We here at DavesBeer.com take viewer mail quite seriously and also happen to pride ourselves in the level of detail we communicate during our culinary pursuits. A reader said she tried to make Kettle Corn using our method and failed. However, she used a Le Creuset (beautiful cookware) but probably too heavy-duty for this application. I suggested a lighter weight, non-stick pan and she got a lot of unpopped and burned kernels.

Totally unacceptable. We're sorry. We take full responsibility and will refund your money immediately.

In the meantime, I did another run Saturday night while watching a movie about a place I'm familiar with.

What I did this time
I repeated my procedure linked above but made a few more measurements and tried to increase the batch size. I used a 3 1/2 qt. sauce pan with loose fitting lid and added 30 grams of canola oil (2 1/2 T) and placed it with my two test kernels on top of a full-blast 14,000 BTU gas burner and fumbled to find the lid (and then put the lid on). It took a good 2 minutes till I heard the first kernel pop and an additional 20 seconds for the second. I then dumped in 1/3 C kernels (white corn, generic brand) and 1 T white sugar, put the lid back on and waited for popping to commence while the heat was still full blast. Things started going in about 20 seconds and took over a minute to fully pop. During this period I left it on the burner and only jostled it a few times during the entire period. BUT, fearful of burning (from my reader's findings), I pulled the batch off while I still heard popping. I then quickly dumped it from the hot saucepan into a waiting bowl and lightly salted it. It clumps a bit at the beginning and as it cools, it becomes more brittle and easily breaks up. Note: Many of the dimensions here were measured. In the previous post, I estimated and guessed.
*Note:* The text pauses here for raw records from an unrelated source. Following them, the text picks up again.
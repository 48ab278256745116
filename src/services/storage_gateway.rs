//! src/services/storage_gateway.rs
//!
//! StorageGateway: sole owner of all traffic to the remote object store for
//! one bucket. Every operation re-sanitizes the key it is given, so the
//! gateway is safe to call directly and not only from the upload path.
//! Object metadata is read from the store on each call; nothing is cached.

use crate::{
    models::object::{StoredObjectKey, StoredObjectMetadata},
    services::{
        object_store::{CannedAcl, ObjectStore, ObjectStream, PutObject, StoreError},
        sanitizer::{InvalidName, sanitize},
        upload_validator::mime_for_name,
    },
};
use base64::{Engine as _, engine::general_purpose};
use bytes::{Bytes, BytesMut};
use futures::StreamExt;
use percent_encoding::{AsciiSet, NON_ALPHANUMERIC, percent_decode_str, utf8_percent_encode};
use std::{collections::HashMap, sync::Arc, time::Duration};
use thiserror::Error;
use tracing::{debug, error, info};

/// User metadata entry holding the percent-encoded client filename.
pub const ORIGINAL_NAME_METADATA: &str = "original-name";

/// Longest presigned URL lifetime: 24 hours.
pub const MAX_PRESIGN_EXPIRY_SECS: u64 = 24 * 60 * 60;

/// Characters left unescaped by `encodeURIComponent`; everything else is
/// percent-encoded so the value survives header and metadata transport.
pub const COMPONENT: &AsciiSet = &NON_ALPHANUMERIC
    .remove(b'-')
    .remove(b'_')
    .remove(b'.')
    .remove(b'!')
    .remove(b'~')
    .remove(b'*')
    .remove(b'\'')
    .remove(b'(')
    .remove(b')');

#[derive(Debug, Error)]
pub enum GatewayError {
    #[error("invalid object key")]
    InvalidName(#[from] InvalidName),
    #[error("expiry must be between 1 and {MAX_PRESIGN_EXPIRY_SECS} seconds, got {0}")]
    InvalidExpiry(u64),
    #[error("file not found")]
    NotFound,
    #[error("failed to store file: {0}")]
    WriteFailed(String),
    #[error("failed to look up file: {0}")]
    LookupFailed(String),
    #[error("failed to sign download URL: {0}")]
    SignFailed(String),
    #[error("failed to provision bucket `{bucket}`: {reason}")]
    BucketUnavailable { bucket: String, reason: String },
}

pub type GatewayResult<T> = Result<T, GatewayError>;

/// Map a store error onto the gateway taxonomy, keeping not-found distinct.
fn map_store_error(err: StoreError, wrap: fn(String) -> GatewayError) -> GatewayError {
    match err {
        StoreError::NotFound => GatewayError::NotFound,
        StoreError::Backend(reason) => wrap(reason),
    }
}

pub fn encode_original_name(name: &str) -> String {
    utf8_percent_encode(name, COMPONENT).to_string()
}

/// Decode a stored filename, falling back to the raw value when it is not
/// valid percent-encoded UTF-8.
pub fn decode_original_name(encoded: &str) -> String {
    percent_decode_str(encoded)
        .decode_utf8()
        .map(|decoded| decoded.into_owned())
        .unwrap_or_else(|_| encoded.to_string())
}

/// StorageGateway wraps one long-lived store handle. Clones share it.
#[derive(Clone)]
pub struct StorageGateway {
    store: Arc<dyn ObjectStore>,
}

impl StorageGateway {
    pub fn new(store: Arc<dyn ObjectStore>) -> Self {
        Self { store }
    }

    pub fn bucket(&self) -> &str {
        self.store.bucket()
    }

    /// Create the bucket if it is missing.
    ///
    /// Runs once at startup before any traffic is accepted; a second call
    /// is harmless. Any failure is fatal to startup.
    pub async fn ensure_bucket(&self) -> GatewayResult<()> {
        let bucket = self.bucket().to_string();
        let unavailable = |err: StoreError| GatewayError::BucketUnavailable {
            bucket: bucket.clone(),
            reason: err.to_string(),
        };

        if self.store.bucket_exists().await.map_err(unavailable)? {
            debug!(bucket = %bucket, "bucket already exists");
            return Ok(());
        }

        self.store.create_bucket().await.map_err(unavailable)?;
        info!(bucket = %bucket, "bucket created");
        Ok(())
    }

    /// Report whether the bucket is reachable. Used by readiness checks.
    pub async fn bucket_reachable(&self) -> Result<bool, String> {
        self.store.bucket_exists().await.map_err(|e| e.to_string())
    }

    /// Write an object with its content type and encoded original filename.
    ///
    /// The store verifies the Content-MD5 before committing, so a write
    /// either lands completely or not at all.
    pub async fn put(
        &self,
        key: &str,
        body: Bytes,
        content_type: &str,
        original_name: &str,
    ) -> GatewayResult<StoredObjectKey> {
        let key = sanitize(key)?;
        let size = body.len();
        let content_md5 = general_purpose::STANDARD.encode(md5::compute(&body).0);

        let metadata = HashMap::from([(
            ORIGINAL_NAME_METADATA.to_string(),
            encode_original_name(original_name),
        )]);

        self.store
            .put_object(PutObject {
                key: key.clone(),
                body,
                content_type: content_type.to_string(),
                content_md5,
                metadata,
                acl: CannedAcl::Private,
            })
            .await
            .map_err(|err| {
                error!(key = %key, error = %err, "object write failed");
                GatewayError::WriteFailed(err.to_string())
            })?;

        info!(key = %key, size, content_type, "object stored");
        Ok(StoredObjectKey::from_sanitized(key))
    }

    /// Fetch object metadata from the store.
    pub async fn stat(&self, key: &str) -> GatewayResult<StoredObjectMetadata> {
        let key = sanitize(key)?;
        let head = self
            .store
            .head_object(&key)
            .await
            .map_err(|err| map_store_error(err, GatewayError::LookupFailed))?;

        let original_name = head
            .metadata
            .get(ORIGINAL_NAME_METADATA)
            .map(|encoded| decode_original_name(encoded))
            .unwrap_or_else(|| key.clone());

        let content_type = head
            .content_type
            .filter(|ct| !ct.is_empty())
            .unwrap_or_else(|| mime_for_name(&key).to_string());

        Ok(StoredObjectMetadata {
            key,
            original_name,
            content_type,
            size_bytes: head.content_length,
            last_modified: head.last_modified,
            etag: head.etag,
        })
    }

    /// Read a whole object into memory.
    ///
    /// Memory use is bounded by the upload size ceiling. Raising that
    /// ceiling means callers should move to [`StorageGateway::get_stream`].
    pub async fn get_buffer(&self, key: &str) -> GatewayResult<Bytes> {
        let mut stream = self.get_stream(key).await?;
        let mut buffer = BytesMut::new();
        while let Some(chunk) = stream.next().await {
            let chunk = chunk.map_err(|err| {
                map_store_error(StoreError::from_stream_error(err), GatewayError::LookupFailed)
            })?;
            buffer.extend_from_slice(&chunk);
        }
        Ok(buffer.freeze())
    }

    /// Open an object body without buffering it.
    ///
    /// Errors raised mid-stream surface as `std::io::Error` items.
    pub async fn get_stream(&self, key: &str) -> GatewayResult<ObjectStream> {
        let key = sanitize(key)?;
        debug!(key = %key, "opening object stream");
        self.store
            .get_object(&key)
            .await
            .map_err(|err| map_store_error(err, GatewayError::LookupFailed))
    }

    /// Issue a time-limited, credential-free download URL for an existing object.
    pub async fn presign(&self, key: &str, expiry_secs: u64) -> GatewayResult<String> {
        if expiry_secs == 0 || expiry_secs > MAX_PRESIGN_EXPIRY_SECS {
            return Err(GatewayError::InvalidExpiry(expiry_secs));
        }
        let key = sanitize(key)?;

        self.store
            .head_object(&key)
            .await
            .map_err(|err| map_store_error(err, GatewayError::SignFailed))?;

        self.store
            .presign_get(&key, Duration::from_secs(expiry_secs))
            .await
            .map_err(|err| map_store_error(err, GatewayError::SignFailed))
    }
}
The quality was excellent. T had more than half and Suzi wasn't interested. The yield was low though; lots of unpopped kernels but no burned ones. I became timid at the end.

I think this has to be done with really, really high heat in a pan that heats and cools quickly. My next expt on this will make use of a cheap, thin aluminum (not non-stick) pan that I have yet to find (Goodwill).